NT: Your current US tour coincides with taking the reigns of the Watergate mix series, with WATERGATE03 - KONRAD BLACK set to be released March 2009. Tell us how you got involved with that project and what it's all about.

KB: Well, I play at Watergate in Berlin quite regularly so they have asked me to head up the next CD in their mix series. It will be the 3rd in their series, the first by Onur Ozer, second was Sascha Funke and mine will be the third. It's an honor to be asked and I look forward to it's release.

NT: Your are known for your keen interest in visual art, having designed and produced all the artwork for your Wagon Repair releases. How did you get into visual art and what are your influences and inspirations?

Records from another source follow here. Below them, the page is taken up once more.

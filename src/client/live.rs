//! Incremental display of a growing answer.

/// How to bring the display up to date.
#[derive(Debug, Clone, PartialEq, Eq)]
pub enum Redraw {
    /// Write this text after what is shown.
    Append(String),
    /// Clear what is shown and write this text instead.
    Replace(String),
}

/// Tracks the answer text on screen.
///
/// Partial decodes usually only grow, but can shrink, e.g. when a trailing
/// quote turns out to be the start of the sources field.
#[derive(Debug, Default)]
pub struct LiveText {
    shown: String,
}

impl LiveText {
    pub fn new() -> Self {
        Self::default()
    }

    /// Record the latest text and return the change to draw, if any.
    pub fn update(&mut self, text: &str) -> Option<Redraw> {
        if text == self.shown {
            return None;
        }

        let redraw = match text.strip_prefix(self.shown.as_str()) {
            Some(added) => Redraw::Append(added.to_string()),
            None => Redraw::Replace(text.to_string()),
        };
        self.shown = text.to_string();
        Some(redraw)
    }

    /// Text currently on screen.
    pub fn shown(&self) -> &str {
        &self.shown
    }

    /// Number of line breaks in the shown text.
    pub fn line_breaks(&self) -> usize {
        self.shown.matches('\n').count()
    }
}
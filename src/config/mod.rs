//! Configuration module for docchat.
//!
//! Handles loading and managing application settings and the answer prompt.

mod prompts;
mod settings;

pub use prompts::{Prompts, ANSWER_TEMPLATE, REFUSAL_PHRASE};
pub use settings::{
    ChunkingSettings, ClientProtocol, ClientSettings, EmbeddingSettings, GeneralSettings,
    IndexSettings, LlmSettings, ServerSettings, Settings, SourceSettings,
};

KB: An interest in art in general, aural, visual, whichever it may be, has been with me as long as I can remember. I mean they are all tied together in one way or another. As far as visual influences go, I love the work of Glenn Brown, Jörg Immendorff, Joseph Beuys... the list could go on and on. All these artists, in my mind, like I mentioned earlier about there being a common sound to the different producers and genres that I'm into, these artists all have something aesthetically similar that ties in with that sound and feeling that I'm interested, and vice versa.

NT: What does the future have in store for Konrad Black and the Wagon Repair label?

KB: Well, I'm currently working on my album, and more releases from Cobblestone Jazz, Modern Deep Left Quartet, The Mole, Mike Shannon... more weird deepness to hit the dance floors and the headphones for 2009!